Quando se fala em combustíveis, o brasileiro segue tendo dificuldades para abastecer seus veículos, seja para trabalho ou passeio. Os profissionais que trabalham com entrega também sentem muito no bolso. Em época de pandemia, em que o serviço de entrega tem tido muita notoriedade e necessidade, o ramo tem sido o mais afetado.
As donas de casas e até mesmo proprietários de restaurantes estão ficando sem saída com o aumento do gás de cozinha.
Em 2019, segundo o Departamento Intersindical de Estatística e Estudos Socioeconômicos (Dieese), o valor médio de gastos com mercado era de R$ 490,36, e o salário mínimo R$ 1.006. Neste ano, restava ao brasileiro que recebia um salário mínimo apenas R$ 515,64 para pagar demais despesas como moradia, saúde, lazer, vestimentas, dentre outros. Em 2021, o valor gasto está em R$ 600 e o salário mínimo em R$1.100, restando apenas R$ 500 para as demais despesas.
O Jornal entrevistou a secretária Silmara da Cruz Prates, mãe de duas crianças, que explicou que o aumento dos preços dos produtos em supermercados têm mudado cada vez mais o seu comportamento na hora da compra. “Compro os produtos mais essenciais, como o arroz, o feijão e o óleo. Com tudo praticamente dobrando de valor, procuro evitar um pouco comprar produtos extras, assim, o carrinho cada vez mais fica vazio e, com o preço elevado, saio com apenas algumas sacolas, inclusive gastando o mesmo valor que antes”, disse.
Ele relata que deixou de comprar alguns itens que antes eram corriqueiros. “Troquei a carne bovina por carne de frango, verduras e legumes, além de ter trocado marcas de muitos produtos que gostava por marcas mais em conta. Carne bovina, somente em alguns finais de semana. Um prato que fazia com frequência é a lasanha, mas com o preço alto da carne e principalmente do queijo que está altíssimo, raramente a faço”, relata.

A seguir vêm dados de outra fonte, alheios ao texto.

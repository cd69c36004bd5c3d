// JamfLens - core/filter.rs
//
// Composable filter engine for enriched device records.
// All active predicates are AND-combined. A predicate whose column is absent
// from the batch is skipped, never excluding anything.
// Core layer: pure logic, no I/O or UI dependencies.

use crate::core::model::{CheckInStatus, Column, EnrichedBatch, EnrichedRecord, FieldSet};
use crate::util::constants::{ALL_LABEL, CHECK_IN_THRESHOLD_DAYS, UNMANAGED_LABEL};
use std::collections::BTreeSet;

/// Managed-status constraint.
#[derive(Debug, Clone, PartialEq, Eq)]
pub enum ManagedFilter {
    /// Null managed status, or the literal "Unmanaged".
    Unmanaged,
    /// Exact match.
    Exactly(String),
}

impl ManagedFilter {
    /// Build from a selection label. "All" and empty mean no constraint.
    pub fn from_label(label: &str) -> Option<ManagedFilter> {
        match label {
            UNMANAGED_LABEL => Some(ManagedFilter::Unmanaged),
            other => selection(other).map(ManagedFilter::Exactly),
        }
    }

    fn matches(&self, managed_status: Option<&str>) -> bool {
        match self {
            ManagedFilter::Unmanaged => {
                managed_status.map_or(true, |status| status == UNMANAGED_LABEL)
            }
            ManagedFilter::Exactly(want) => managed_status == Some(want.as_str()),
        }
    }
}

/// Complete filter state. All fields are AND-combined when applied.
#[derive(Debug, Clone, Default, PartialEq, Eq)]
pub struct FilterSpec {
    /// Department code to match. None = all.
    pub department: Option<String>,

    /// Managed-status constraint. None = all.
    pub managed: Option<ManagedFilter>,

    /// Operating system to match. None = all.
    pub operating_system: Option<String>,

    /// Case-insensitive substring searched across the whole row. Empty = no filter.
    pub search_text: String,
}

impl FilterSpec {
    /// Returns true if no filters are active.
    pub fn is_empty(&self) -> bool {
        self.department.is_none()
            && self.managed.is_none()
            && self.operating_system.is_none()
            && self.search_text.is_empty()
    }

    /// Build from UI selection labels, treating "All" and empty as unset.
    pub fn from_labels(department: &str, managed: &str, operating_system: &str, search: &str) -> Self {
        Self {
            department: selection(department),
            managed: ManagedFilter::from_label(managed),
            operating_system: selection(operating_system),
            search_text: search.to_string(),
        }
    }

    /// The reduced filter used by the warranty view: department only.
    pub fn department_only(department: &str) -> Self {
        Self {
            department: selection(department),
            ..Default::default()
        }
    }
}

/// Map a selection label to a constraint value. "All" and empty are unset.
pub fn selection(label: &str) -> Option<String> {
    if label.is_empty() || label == ALL_LABEL {
        None
    } else {
        Some(label.to_string())
    }
}

/// Apply filters to a batch, returning indices of matching records in their
/// original order.
pub fn apply_filters(batch: &EnrichedBatch, filter: &FilterSpec) -> Vec<usize> {
    if filter.is_empty() {
        return (0..batch.records.len()).collect();
    }

    let text_lower = filter.search_text.to_lowercase();

    let matched: Vec<usize> = batch
        .records
        .iter()
        .enumerate()
        .filter(|(_, record)| matches_all(batch, record, filter, &text_lower))
        .map(|(idx, _)| idx)
        .collect();

    tracing::debug!(
        total = batch.records.len(),
        matched = matched.len(),
        department = ?filter.department,
        managed = ?filter.managed,
        os = ?filter.operating_system,
        search = !filter.search_text.is_empty(),
        "Filters applied"
    );

    matched
}

/// Filter a batch into a new, order-preserving batch.
pub fn filter(batch: &EnrichedBatch, spec: &FilterSpec) -> EnrichedBatch {
    batch.subset(&apply_filters(batch, spec))
}

/// Check if a single record matches all active filters.
fn matches_all(
    batch: &EnrichedBatch,
    record: &EnrichedRecord,
    filter: &FilterSpec,
    text_lower: &str,
) -> bool {
    let fields = batch.fields;

    if let Some(ref want) = filter.department {
        if fields.contains(Column::Department)
            && record.derived.department.map(|d| d.code()) != Some(want.as_str())
        {
            return false;
        }
    }

    if let Some(ref managed) = filter.managed {
        if fields.contains(Column::Managed)
            && !managed.matches(record.record.managed_status.as_deref())
        {
            return false;
        }
    }

    if let Some(ref want) = filter.operating_system {
        if fields.contains(Column::OperatingSystem)
            && record.record.operating_system.as_deref() != Some(want.as_str())
        {
            return false;
        }
    }

    if !text_lower.is_empty() && !searchable_text(batch, record).contains(text_lower) {
        return false;
    }

    true
}

/// Flatten a record to lower-cased searchable text: every cell of the
/// batch layout (source, extra and derived), one per line.
pub fn searchable_text(batch: &EnrichedBatch, record: &EnrichedRecord) -> String {
    let mut text = String::new();
    for key in &batch.columns {
        if let Some(value) = record.cell(*key) {
            text.push_str(&value.to_lowercase());
        }
        text.push('\n');
    }
    text
}

/// Whether a record should be highlighted as stale.
///
/// Uses the day count when that column exists (a null count is not stale),
/// falls back to the check-in status, and is never stale when neither column
/// is available. Presentation only; has no effect on filtering.
pub fn is_stale(record: &EnrichedRecord, fields: FieldSet) -> bool {
    if fields.contains(Column::DaysSinceUpdate) {
        record
            .derived
            .days_since_update
            .is_some_and(|days| days >= CHECK_IN_THRESHOLD_DAYS)
    } else if fields.contains(Column::CheckInStatus) {
        record.derived.check_in_status == Some(CheckInStatus::NotCheckedIn)
    } else {
        false
    }
}

/// Selection lists offered to the user, each starting with "All".
#[derive(Debug, Clone, PartialEq, Eq)]
pub struct FilterOptions {
    pub departments: Vec<String>,
    pub managed: Vec<String>,
    pub operating_systems: Vec<String>,
}

impl FilterOptions {
    /// Distinct, sorted, non-null values present in the batch.
    ///
    /// The managed list always ends with "Unmanaged", listed once.
    pub fn from_batch(batch: &EnrichedBatch) -> Self {
        let mut departments = BTreeSet::new();
        let mut managed = BTreeSet::new();
        let mut operating_systems = BTreeSet::new();

        for record in &batch.records {
            if let Some(d) = record.derived.department {
                departments.insert(d.code().to_string());
            }
            if let Some(ref m) = record.record.managed_status {
                if m != UNMANAGED_LABEL {
                    managed.insert(m.clone());
                }
            }
            if let Some(ref os) = record.record.operating_system {
                operating_systems.insert(os.clone());
            }
        }

        let with_all = |values: BTreeSet<String>| {
            std::iter::once(ALL_LABEL.to_string())
                .chain(values)
                .collect::<Vec<_>>()
        };

        let mut managed = with_all(managed);
        managed.push(UNMANAGED_LABEL.to_string());

        Self {
            departments: with_all(departments),
            managed,
            operating_systems: with_all(operating_systems),
        }
    }
}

Com relação à alta do preço dos combustíveis, Silmara diz que evita se locomover e que só sai de casa quando realmente necessita.
Sobre a alta da energia, procura passar a roupa apenas uma vez por semana e, mesmo assim, preferencialmente as que a família usa para trabalhar.
“Eu e meu esposo nunca imaginávamos que fossemos passar por este momento. Para se ter uma ideia, sobre o ar condicionado, quando o ligo, programo para desligá-lo após uma hora, isso apenas para refrescar o ambiente. Espero que esta situação melhore o mais breve possível, embora ache que isso não ocorrerá logo. Penso também que os preços dos itens essenciais não baixará, e isso não ocorrerá tão breve. Fico triste ao ver que em um período de calamidade, quando os alimentos básicos deveriam estar com preços reduzidos devido à queda do poder de compra da população, estamos vivendo o contrário, com aumentos absurdos. Tenho esperança de dias melhores, e que possamos ter um governo bom e justo para todos. Mas não é o que está acontecendo na política brasileira”, finalizou a dona de casa Silmara da Cruz Prates.